Metterò le lenti a contatto marrone, allora. Buona giornata. P.S.: ti ho lasciato un altro indizio, facilissimo da scoprire...

Sembrerebbe che Sartre fosse uno precisino, no?

o esuberante mente deallocata. :-) grazie omar.

non so se c'è, un stampo adatto, che contenga e indirizzi questo impasto...
forse è bene che ti attrezzi per viaggiare in perenne autocontrollo, le pareti che ti servono immaginale tu, e cresci così, gioiosamente debordante. :-)
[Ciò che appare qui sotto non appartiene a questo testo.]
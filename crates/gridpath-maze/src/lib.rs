//! Maze generators for gridpath grids.
//!
//! [`MazeGen`] borrows a [`Grid`](gridpath_core::Grid) and an RNG and can fill
//! it with random walls or a recursive-division maze. [`MazeExt`] offers the
//! same as methods on the grid, and [`MazeConfig`] bundles the choices into a
//! reproducible recipe.

mod config;
mod error;
mod ext;
mod mapgen;

pub use config::{MazeConfig, MazeKind};
pub use error::{MazeError, Result};
pub use ext::MazeExt;
pub use mapgen::{DEFAULT_DENSITY, MazeGen, Skew};
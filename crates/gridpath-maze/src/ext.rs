use gridpath_core::Grid;

use crate::error::Result;
use crate::mapgen::{MazeGen, Skew};

/// Maze generation as methods on [`Grid`], drawing from the thread RNG.
///
/// Use [`MazeGen`] directly (or a seeded [`MazeConfig`](crate::MazeConfig))
/// for reproducible mazes.
pub trait MazeExt {
    /// See [`MazeGen::random_maze`].
    fn generate_random_maze(&mut self, density: f64) -> Result<usize>;

    /// See [`MazeGen::recursive_division`].
    fn generate_recursive_division_maze(&mut self, skew: Skew) -> Result<usize>;
}

impl MazeExt for Grid {
    fn generate_random_maze(&mut self, density: f64) -> Result<usize> {
        MazeGen::with_grid(self, rand::rng()).random_maze(density)
    }

    fn generate_recursive_division_maze(&mut self, skew: Skew) -> Result<usize> {
        MazeGen::with_grid(self, rand::rng()).recursive_division(skew)
    }
}
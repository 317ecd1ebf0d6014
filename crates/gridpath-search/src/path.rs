//! Path reconstruction from back-links.

use gridpath_core::{Cost, Grid, Pos};

/// Follow back-links from `end` to the node without a predecessor and return
/// the chain in start→end order, both endpoints included.
///
/// Returns an empty path when `end` is out of bounds or when the chain does
/// not terminate within `grid.len()` steps (a cycle or corrupted link).
pub fn shortest_path(grid: &Grid, end: Pos) -> Vec<Pos> {
    let Some(mut idx) = grid.index(end) else {
        return Vec::new();
    };
    let mut path = Vec::new();
    for _ in 0..grid.len() {
        path.push(grid.pos(idx));
        match grid.get(idx).and_then(|n| n.previous) {
            Some(prev) => idx = prev,
            None => {
                path.reverse();
                return path;
            }
        }
    }
    Vec::new()
}

/// Total cost of walking `path`: the sum of every cell's weight after the
/// first. Out-of-range positions contribute nothing; the sum saturates at
/// [`Cost::MAX`].
pub fn path_cost(grid: &Grid, path: &[Pos]) -> Cost {
    path.iter()
        .skip(1)
        .filter_map(|&p| grid.node_at(p))
        .map(|n| n.weight)
        .fold(0, Cost::saturating_add)
}

#[cfg(test)]
mod tests {
    use super::*;

    fn link(grid: &mut Grid, from: Pos, to: Pos) {
        let prev = grid.index(from);
        if let Some(n) = grid.index(to).and_then(|i| grid.get_mut(i)) {
            n.previous = prev;
        }
    }

    #[test]
    fn follows_links_and_reverses() {
        let mut g = Grid::new(2, 3).unwrap();
        let chain = [Pos::new(0, 0), Pos::new(0, 1), Pos::new(1, 1), Pos::new(1, 2)];
        for w in chain.windows(2) {
            link(&mut g, w[0], w[1]);
        }
        assert_eq!(shortest_path(&g, Pos::new(1, 2)), chain.to_vec());
    }

    #[test]
    fn unlinked_end_is_a_single_node_path() {
        let g = Grid::new(2, 2).unwrap();
        assert_eq!(shortest_path(&g, Pos::new(1, 1)), vec![Pos::new(1, 1)]);
    }

    #[test]
    fn out_of_range_end_yields_nothing() {
        let g = Grid::new(2, 2).unwrap();
        assert!(shortest_path(&g, Pos::new(5, 0)).is_empty());
    }

    #[test]
    fn cycle_yields_nothing() {
        let mut g = Grid::new(2, 2).unwrap();
        link(&mut g, Pos::new(0, 0), Pos::new(0, 1));
        link(&mut g, Pos::new(0, 1), Pos::new(1, 1));
        link(&mut g, Pos::new(1, 1), Pos::new(0, 0));
        assert!(shortest_path(&g, Pos::new(1, 1)).is_empty());
    }

    #[test]
    fn cost_skips_the_first_cell() {
        let mut g = Grid::new(1, 4).unwrap();
        g.set_weight(0, 0, 9);
        g.set_weight(0, 2, 5);
        let path: Vec<Pos> = (0..4).map(|c| Pos::new(0, c)).collect();
        assert_eq!(path_cost(&g, &path), 1 + 5 + 1);
        assert_eq!(path_cost(&g, &[]), 0);
    }

    #[test]
    fn cost_saturates_instead_of_overflowing() {
        let mut g = Grid::new(1, 3).unwrap();
        // bypass the setter's clamp
        for i in 1..3 {
            g.get_mut(i).unwrap().weight = Cost::MAX;
        }
        let path: Vec<Pos> = (0..3).map(|c| Pos::new(0, c)).collect();
        assert_eq!(path_cost(&g, &path), Cost::MAX);
    }
}
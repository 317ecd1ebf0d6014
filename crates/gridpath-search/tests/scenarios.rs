use gridpath_core::{Grid, MAX_WEIGHT, Pos};
use gridpath_maze::{MazeGen, Skew};
use gridpath_search::{Algorithm, Search, SearchConfig, SearchState, Step, compare, path_cost};
use rand::rngs::StdRng;
use rand::{RngExt, SeedableRng};

fn open_grid(rows: i32, cols: i32, start: Pos, end: Pos) -> Grid {
    let mut g = Grid::new(rows, cols).unwrap();
    g.set_start(start.row, start.col);
    g.set_end(end.row, end.col);
    g
}

/// Random weights in 1..=9 and a sprinkle of walls, endpoints in opposite
/// corners.
fn weighted_grid(rng: &mut StdRng, rows: i32, cols: i32) -> Grid {
    let mut g = open_grid(rows, cols, Pos::new(0, 0), Pos::new(rows - 1, cols - 1));
    for p in g.bounds() {
        if rng.random_bool(0.15) {
            g.set_wall(p.row, p.col, true);
        } else {
            g.set_weight(p.row, p.col, rng.random_range(1..=9));
        }
    }
    g
}

fn assert_contiguous(path: &[Pos]) {
    for w in path.windows(2) {
        assert_eq!(w[0].manhattan(w[1]), 1, "{} -> {}", w[0], w[1]);
    }
}

#[test]
fn open_grid_astar_walks_the_manhattan_distance() {
    let mut g = open_grid(5, 5, Pos::new(0, 0), Pos::new(4, 4));
    let result = Search::new(&mut g, Algorithm::AStar).run(true);
    assert!(result.path_found);
    assert_eq!(result.path.len(), 9);
    assert_eq!(result.path.first(), Some(&Pos::new(0, 0)));
    assert_eq!(result.path.last(), Some(&Pos::new(4, 4)));
    assert_contiguous(&result.path);
    assert!(result.visited.len() <= 25);
}

#[test]
fn walled_off_end_exhausts_every_reachable_cell_once() {
    let mut g = Grid::parse(
        "
        S..
        ###
        ..E
        ",
    )
    .unwrap();
    for algo in Algorithm::ALL {
        let result = SearchConfig::new(algo).run(&mut g);
        assert!(!result.path_found, "{algo}");
        assert!(result.path.is_empty());
        let mut visited = result.visited.clone();
        visited.sort();
        assert_eq!(visited, vec![Pos::new(0, 0), Pos::new(0, 1), Pos::new(0, 2)]);
    }
}

#[test]
fn setting_end_on_the_start_cell_drops_the_start() {
    let mut g = Grid::new(3, 3).unwrap();
    g.set_start(1, 1);
    g.set_end(1, 1);
    assert!(g.start().is_none());
    let end = g.end().unwrap();
    assert!(end.is_end && !end.is_start);

    let mut s = Search::new(&mut g, Algorithm::AStar);
    assert!(s.initialize().is_err());
    assert_eq!(s.state(), SearchState::Terminated);
}

#[test]
fn astar_and_dijkstra_agree_on_cost() {
    let mut rng = StdRng::seed_from_u64(0x5eed);
    let mut checked = 0;
    for _ in 0..60 {
        let rows = rng.random_range(2..14);
        let cols = rng.random_range(2..14);
        let g = weighted_grid(&mut rng, rows, cols);
        let alts = compare(&g, &[Algorithm::AStar, Algorithm::Dijkstra], false);
        let (astar, dijkstra) = (&alts[0], &alts[1]);
        assert_eq!(astar.result.path_found, dijkstra.result.path_found);
        if astar.result.path_found {
            assert_contiguous(&astar.result.path);
            assert_eq!(astar.cost(), dijkstra.cost());
            checked += 1;
        }
    }
    assert!(checked > 10);
}

#[test]
fn bfs_matches_dijkstra_on_unit_weights() {
    let mut rng = StdRng::seed_from_u64(7);
    for _ in 0..40 {
        let mut g = open_grid(9, 9, Pos::new(0, 0), Pos::new(8, 8));
        for p in g.bounds() {
            if rng.random_bool(0.25) {
                g.set_wall(p.row, p.col, true);
            }
        }
        let alts = compare(&g, &[Algorithm::BreadthFirst, Algorithm::Dijkstra], false);
        let (bfs, dijkstra) = (&alts[0].result, &alts[1].result);
        assert_eq!(bfs.path_found, dijkstra.path_found);
        assert_eq!(bfs.path.len(), dijkstra.path.len());
    }
}

#[test]
fn bfs_ignores_weights() {
    let mut g = Grid::parse(
        "
        S99E
        ....
        ",
    )
    .unwrap();
    let bfs = Search::new(&mut g, Algorithm::BreadthFirst).run(false);
    assert_eq!(bfs.path.len(), 4);
    assert_eq!(path_cost(&g, &bfs.path), 19);

    let dijkstra = Search::new(&mut g, Algorithm::Dijkstra).run(false);
    assert_eq!(dijkstra.path.len(), 6);
    assert_eq!(path_cost(&g, &dijkstra.path), 5);
}

#[test]
fn heaviest_weights_still_find_the_path() {
    let mut g = open_grid(1, 3, Pos::new(0, 0), Pos::new(0, 2));
    g.set_weight(0, 1, i32::MAX - 1);
    assert_eq!(g.node(0, 1).unwrap().weight, MAX_WEIGHT);
    for alt in compare(&g, &Algorithm::ALL, false) {
        assert!(alt.result.path_found, "{}", alt.algorithm);
        assert_eq!(alt.cost(), Some(MAX_WEIGHT + 1));
    }
}

#[test]
fn long_heavy_corridor_costs_fit() {
    let mut g = open_grid(3, 400, Pos::new(0, 0), Pos::new(2, 399));
    for p in g.bounds() {
        g.set_weight(p.row, p.col, MAX_WEIGHT);
    }
    let alts = compare(&g, &[Algorithm::AStar, Algorithm::Dijkstra], false);
    for alt in &alts {
        assert!(alt.result.path_found, "{}", alt.algorithm);
        assert_eq!(alt.cost(), Some(400 * MAX_WEIGHT + 1));
    }
}

#[test]
fn clones_do_not_share_state() {
    let mut original = open_grid(4, 4, Pos::new(0, 0), Pos::new(3, 3));
    let mut copy = original.clone();

    Search::new(&mut copy, Algorithm::Dijkstra).run(true);
    assert_eq!(original.count(|n| n.is_visited), 0);

    original.set_wall(1, 1, true);
    original.set_end(2, 2);
    assert!(!copy.node(1, 1).unwrap().is_wall);
    assert_eq!(copy.end_pos(), Some(Pos::new(3, 3)));
    assert!(copy.node(2, 2).map(|n| !n.is_end).unwrap());
}

#[test]
fn stop_from_another_thread() {
    let mut g = open_grid(30, 30, Pos::new(0, 0), Pos::new(29, 29));
    let mut s = Search::new(&mut g, Algorithm::BreadthFirst);
    s.initialize().unwrap();
    let handle = s.stop_handle();
    std::thread::spawn(move || handle.request_stop()).join().unwrap();

    assert_eq!(s.step(), Ok(Step::Stopped));
    let result = s.finish(true);
    assert!(result.cancelled);
    assert!(!result.path_found);
    assert!(result.visited.is_empty());
}

#[test]
fn odd_division_mazes_are_always_solvable() {
    for seed in 0..25 {
        for (rows, cols) in [(7, 7), (11, 21), (15, 9)] {
            let mut g = Grid::new(rows, cols).unwrap();
            MazeGen::with_grid(&mut g, StdRng::seed_from_u64(seed))
                .recursive_division(Skew::Balanced)
                .unwrap();
            for algo in Algorithm::ALL {
                let result = SearchConfig::new(algo).run(&mut g);
                assert!(result.path_found, "{algo} failed on seed {seed} ({rows}x{cols})");
                assert_contiguous(&result.path);
                assert!(result.path.iter().all(|&p| !g.node_at(p).unwrap().is_wall));
            }
        }
    }
}

#[test]
fn random_mazes_may_be_unsolvable() {
    let mut found = 0;
    let mut missed = 0;
    for seed in 0..40 {
        let mut g = Grid::new(12, 12).unwrap();
        MazeGen::with_grid(&mut g, StdRng::seed_from_u64(seed))
            .random_maze(0.45)
            .unwrap();
        let result = SearchConfig::new(Algorithm::AStar).run(&mut g);
        if result.path_found {
            assert_contiguous(&result.path);
            found += 1;
        } else {
            assert!(result.path.is_empty());
            assert!(!result.visited.is_empty());
            missed += 1;
        }
    }
    assert_eq!(found + missed, 40);
}

#[test]
fn incremental_steps_match_a_full_run() {
    let mut g = Grid::new(9, 9).unwrap();
    MazeGen::with_grid(&mut g, StdRng::seed_from_u64(3))
        .recursive_division(Skew::Vertical)
        .unwrap();
    let full = SearchConfig::new(Algorithm::AStar).run(&mut g.clone());

    let mut s = Search::new(&mut g, Algorithm::AStar);
    s.initialize().unwrap();
    let mut trace = Vec::new();
    loop {
        match s.step().unwrap() {
            Step::Visited(p) => trace.push(p),
            Step::Found(p) => {
                trace.push(p);
                break;
            }
            other => panic!("unexpected {other:?}"),
        }
    }
    let stepped = s.finish(true);
    assert_eq!(trace, full.visited);
    assert_eq!(stepped, full);
}
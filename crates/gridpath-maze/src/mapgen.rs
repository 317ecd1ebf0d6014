//! Maze generators.
//!
//! Provides two generators over a borrowed [`Grid`]:
//! - **Random density**: every free cell becomes a wall independently.
//! - **Recursive division**: walls the border, then splits the interior with
//!   wall lines that each keep a single passage.
//!
//! Both clear the grid first and pick fresh start and end cells.

use std::fmt;
use std::str::FromStr;

use gridpath_core::{Grid, Pos, Rect};
use log::debug;
use rand::{Rng, RngExt};

use crate::error::{MazeError, Result};

/// Wall probability used when a caller has no preference.
pub const DEFAULT_DENSITY: f64 = 0.35;

/// Preferred split orientation for square sub-rectangles in
/// [`MazeGen::recursive_division`].
#[derive(Debug, Clone, Copy, PartialEq, Eq, Hash, Default)]
#[cfg_attr(feature = "serde", derive(serde::Serialize, serde::Deserialize))]
#[cfg_attr(feature = "serde", serde(rename_all = "lowercase"))]
pub enum Skew {
    #[default]
    Balanced,
    Vertical,
    Horizontal,
}

impl Skew {
    pub const ALL: [Skew; 3] = [Self::Balanced, Self::Vertical, Self::Horizontal];

    /// Probability of a vertical wall when width and height are equal.
    pub fn vertical_probability(self) -> f64 {
        match self {
            Self::Balanced => 0.5,
            Self::Vertical => 0.7,
            Self::Horizontal => 0.3,
        }
    }
}

impl fmt::Display for Skew {
    fn fmt(&self, f: &mut fmt::Formatter<'_>) -> fmt::Result {
        f.write_str(match self {
            Self::Balanced => "balanced",
            Self::Vertical => "vertical",
            Self::Horizontal => "horizontal",
        })
    }
}

impl FromStr for Skew {
    type Err = MazeError;

    fn from_str(s: &str) -> Result<Self> {
        match s.trim().to_ascii_lowercase().as_str() {
            "balanced" => Ok(Self::Balanced),
            "vertical" => Ok(Self::Vertical),
            "horizontal" => Ok(Self::Horizontal),
            _ => Err(MazeError::UnknownSkew(s.to_string())),
        }
    }
}

/// Maze generator operating on a borrowed [`Grid`].
pub struct MazeGen<'g, R: Rng> {
    pub rng: R,
    pub grid: &'g mut Grid,
}

impl<'g, R: Rng> MazeGen<'g, R> {
    pub fn with_grid(grid: &'g mut Grid, rng: R) -> Self {
        Self { rng, grid }
    }

    /// Scatter walls uniformly.
    ///
    /// Clears the grid, picks a random start and end, then walls every other
    /// cell with probability `density` (clamped to `[0, 1]`; NaN and
    /// infinities count as zero). Nothing guarantees the end stays reachable.
    ///
    /// Returns the number of walls placed.
    pub fn random_maze(&mut self, density: f64) -> Result<usize> {
        self.check_size()?;
        self.grid.reset_grid();
        let density = if density.is_finite() {
            density.clamp(0.0, 1.0)
        } else {
            0.0
        };

        let all: Vec<Pos> = self.grid.bounds().iter().collect();
        self.place_endpoints(&all);

        for p in all {
            if self.rng.random_bool(density) {
                // start and end refuse walls
                self.grid.set_wall(p.row, p.col, true);
            }
        }
        let walls = self.walls();
        debug!(
            "random maze: {walls} walls on a {}x{} grid (density {density:.2})",
            self.grid.rows(),
            self.grid.cols()
        );
        Ok(walls)
    }

    /// Build a recursive-division maze.
    ///
    /// Clears the grid and walls the border. Wall lines then fall on even
    /// rows or columns and passages on odd ones, with start and end on
    /// odd/odd cells inside the border whenever the grid has two of them,
    /// otherwise on any interior cells. When the border encloses at least
    /// two cells every open cell ends up reachable from the start; with odd
    /// dimensions the maze is also perfect.
    ///
    /// Returns the number of walls placed.
    pub fn recursive_division(&mut self, skew: Skew) -> Result<usize> {
        self.check_size()?;
        self.grid.reset_grid();
        let bounds = self.grid.bounds();

        // With an even dimension the last odd row or column is border.
        let inner = bounds.inner();
        let interior: Vec<Pos> = inner.iter().collect();
        let rooms: Vec<Pos> = interior
            .iter()
            .copied()
            .filter(|p| p.row % 2 == 1 && p.col % 2 == 1)
            .collect();
        let (start, end) = if rooms.len() >= 2 {
            self.place_endpoints(&rooms)
        } else if interior.len() >= 2 {
            self.place_endpoints(&interior)
        } else {
            let all: Vec<Pos> = bounds.iter().collect();
            self.place_endpoints(&all)
        };

        for p in bounds.iter().filter(|&p| bounds.on_border(p)) {
            self.grid.set_wall(p.row, p.col, true);
        }

        // Work list instead of recursion: thin strips can nest deeply.
        let mut pending = vec![inner];
        while let Some(area) = pending.pop() {
            if area.width() < 3 || area.height() < 3 {
                continue;
            }
            let vertical = match area.width().cmp(&area.height()) {
                std::cmp::Ordering::Greater => true,
                std::cmp::Ordering::Less => false,
                std::cmp::Ordering::Equal => self.rng.random_bool(skew.vertical_probability()),
            };
            let (a, b) = if vertical {
                self.divide_vertically(area, start, end)
            } else {
                self.divide_horizontally(area, start, end)
            };
            pending.push(a);
            pending.push(b);
        }

        let walls = self.walls();
        debug!(
            "division maze: {walls} walls on a {}x{} grid ({skew} skew)",
            self.grid.rows(),
            self.grid.cols()
        );
        Ok(walls)
    }

    fn divide_horizontally(&mut self, area: Rect, start: Pos, end: Pos) -> (Rect, Rect) {
        let (r0, r1) = (area.min.row, area.max.row);
        let (c0, c1) = (area.min.col, area.max.col);
        let wall = self.pick_even(r0, r1);
        let gap = self.pick_odd(c0, c1);
        for col in c0..c1 {
            let p = Pos::new(wall, col);
            if col != gap && p != start && p != end {
                self.grid.set_wall(wall, col, true);
            }
        }
        (Rect::new(r0, c0, wall, c1), Rect::new(wall + 1, c0, r1, c1))
    }

    fn divide_vertically(&mut self, area: Rect, start: Pos, end: Pos) -> (Rect, Rect) {
        let (r0, r1) = (area.min.row, area.max.row);
        let (c0, c1) = (area.min.col, area.max.col);
        let wall = self.pick_even(c0, c1);
        let gap = self.pick_odd(r0, r1);
        for row in r0..r1 {
            let p = Pos::new(row, wall);
            if row != gap && p != start && p != end {
                self.grid.set_wall(row, wall, true);
            }
        }
        (Rect::new(r0, c0, r1, wall), Rect::new(r0, wall + 1, r1, c1))
    }

    /// An even offset strictly inside `[lo, hi)`, neither edge. `lo` is odd
    /// and `hi - lo >= 3`.
    fn pick_even(&mut self, lo: i32, hi: i32) -> i32 {
        let choices = (hi - lo - 1) / 2;
        lo + 1 + 2 * self.rng.random_range(0..choices)
    }

    /// An odd offset in `[lo, hi)`. `lo` is odd.
    fn pick_odd(&mut self, lo: i32, hi: i32) -> i32 {
        let choices = (hi - lo + 1) / 2;
        lo + 2 * self.rng.random_range(0..choices)
    }

    /// Choose two distinct cells from `cells` (at least two) as start and end.
    fn place_endpoints(&mut self, cells: &[Pos]) -> (Pos, Pos) {
        let s = self.rng.random_range(0..cells.len());
        let mut e = self.rng.random_range(0..cells.len() - 1);
        if e >= s {
            e += 1;
        }
        let (start, end) = (cells[s], cells[e]);
        self.grid.set_start(start.row, start.col);
        self.grid.set_end(end.row, end.col);
        (start, end)
    }

    fn check_size(&self) -> Result<()> {
        if self.grid.len() < 2 {
            return Err(MazeError::GridTooSmall {
                rows: self.grid.rows(),
                cols: self.grid.cols(),
            });
        }
        Ok(())
    }

    fn walls(&self) -> usize {
        self.grid.count(|n| n.is_wall)
    }
}


#[cfg(all(test, feature = "serde"))]
mod serde_tests {
    use super::*;

    #[test]
    fn skew_uses_lowercase_names() {
        assert_eq!(serde_json::to_string(&Skew::Horizontal).unwrap(), "\"horizontal\"");
        let s: Skew = serde_json::from_str("\"vertical\"").unwrap();
        assert_eq!(s, Skew::Vertical);
    }
}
dada, io adoro i percorsi e odio le mete. questa è una delle mie caratteristiche più evidenti. e so fare i dolci e mi riescono. e se gioco con l'impasto è un giocare consapevole. ché se volessi potrei prendere uno dei tanti stampi che ho di fronte e, semplice mente, infornarmi. il punto è preferire restare di fronte al bivio. per adesso. consapevole del mistero e a mani giunte davanti a lui. io non voglio definirmi. se potessi non lo farei mai. ma so che devo. altrimenti chi mi assaggerebbe? ricordo dei versi sparsi. non so di chi, che dicevano più o meno così: in me sto bene come il mare in un bicchiere ma se sono in questo calice qualcuno mi può bere. :-) baci, dada. e grazie.